To do — Copy each line from the records below in which the word "bool" is found.
==== Exercise data ====
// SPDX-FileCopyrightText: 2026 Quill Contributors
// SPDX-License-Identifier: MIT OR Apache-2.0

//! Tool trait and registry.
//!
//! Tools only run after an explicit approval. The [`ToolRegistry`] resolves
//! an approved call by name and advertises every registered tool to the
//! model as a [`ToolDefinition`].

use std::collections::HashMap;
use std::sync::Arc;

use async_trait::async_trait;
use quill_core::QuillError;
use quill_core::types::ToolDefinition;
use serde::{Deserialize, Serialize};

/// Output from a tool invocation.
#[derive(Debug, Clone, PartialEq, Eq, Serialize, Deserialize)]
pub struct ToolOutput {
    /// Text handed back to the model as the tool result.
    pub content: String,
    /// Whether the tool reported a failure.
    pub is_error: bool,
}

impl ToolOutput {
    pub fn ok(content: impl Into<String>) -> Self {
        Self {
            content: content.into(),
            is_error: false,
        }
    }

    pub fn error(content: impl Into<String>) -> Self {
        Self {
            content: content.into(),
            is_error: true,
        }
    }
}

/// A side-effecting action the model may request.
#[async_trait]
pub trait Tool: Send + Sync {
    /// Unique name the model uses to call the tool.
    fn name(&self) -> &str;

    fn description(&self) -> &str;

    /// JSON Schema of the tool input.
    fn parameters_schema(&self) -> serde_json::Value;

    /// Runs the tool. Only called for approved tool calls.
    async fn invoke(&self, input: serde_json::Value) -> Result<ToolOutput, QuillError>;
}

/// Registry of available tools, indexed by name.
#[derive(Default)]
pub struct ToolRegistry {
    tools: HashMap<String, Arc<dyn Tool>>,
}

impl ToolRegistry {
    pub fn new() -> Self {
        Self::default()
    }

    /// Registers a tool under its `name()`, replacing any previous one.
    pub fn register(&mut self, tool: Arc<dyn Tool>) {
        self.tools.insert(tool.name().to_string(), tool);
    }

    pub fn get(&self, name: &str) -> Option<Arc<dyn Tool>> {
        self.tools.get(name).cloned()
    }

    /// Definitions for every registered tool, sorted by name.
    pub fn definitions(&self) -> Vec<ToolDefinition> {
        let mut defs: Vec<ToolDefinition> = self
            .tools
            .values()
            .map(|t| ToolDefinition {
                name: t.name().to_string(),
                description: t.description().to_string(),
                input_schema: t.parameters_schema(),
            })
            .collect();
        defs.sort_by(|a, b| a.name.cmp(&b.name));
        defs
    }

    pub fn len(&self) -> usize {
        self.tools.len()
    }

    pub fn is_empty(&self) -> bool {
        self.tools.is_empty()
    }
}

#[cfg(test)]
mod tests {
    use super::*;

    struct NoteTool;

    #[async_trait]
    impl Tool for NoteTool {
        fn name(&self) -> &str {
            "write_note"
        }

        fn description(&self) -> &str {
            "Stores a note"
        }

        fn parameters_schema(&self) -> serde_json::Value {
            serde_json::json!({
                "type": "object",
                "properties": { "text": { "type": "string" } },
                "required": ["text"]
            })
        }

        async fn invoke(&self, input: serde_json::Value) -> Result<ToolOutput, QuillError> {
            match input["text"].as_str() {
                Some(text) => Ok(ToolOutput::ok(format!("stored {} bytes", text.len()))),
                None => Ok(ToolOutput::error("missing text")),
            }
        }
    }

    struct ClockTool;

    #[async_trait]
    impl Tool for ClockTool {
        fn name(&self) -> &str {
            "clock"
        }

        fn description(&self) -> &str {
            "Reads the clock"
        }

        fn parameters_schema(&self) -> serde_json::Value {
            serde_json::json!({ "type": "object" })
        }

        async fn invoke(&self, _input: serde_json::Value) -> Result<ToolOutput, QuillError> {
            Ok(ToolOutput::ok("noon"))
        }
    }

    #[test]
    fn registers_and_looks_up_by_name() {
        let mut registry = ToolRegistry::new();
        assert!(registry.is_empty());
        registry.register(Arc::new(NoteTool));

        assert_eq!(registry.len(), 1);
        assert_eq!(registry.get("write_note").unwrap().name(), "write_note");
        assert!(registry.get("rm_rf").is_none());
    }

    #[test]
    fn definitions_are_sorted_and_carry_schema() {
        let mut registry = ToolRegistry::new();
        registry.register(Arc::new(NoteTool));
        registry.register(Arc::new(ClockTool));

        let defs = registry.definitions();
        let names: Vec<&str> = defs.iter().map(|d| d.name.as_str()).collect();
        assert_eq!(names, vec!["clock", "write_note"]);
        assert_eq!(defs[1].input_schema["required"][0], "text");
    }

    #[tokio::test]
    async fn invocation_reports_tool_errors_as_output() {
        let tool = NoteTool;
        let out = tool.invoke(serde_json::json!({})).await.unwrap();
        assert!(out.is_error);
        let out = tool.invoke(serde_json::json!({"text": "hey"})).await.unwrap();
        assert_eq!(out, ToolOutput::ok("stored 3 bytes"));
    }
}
====
Expected answer —
    pub is_error: bool,
    pub fn is_empty(&self) -> bool {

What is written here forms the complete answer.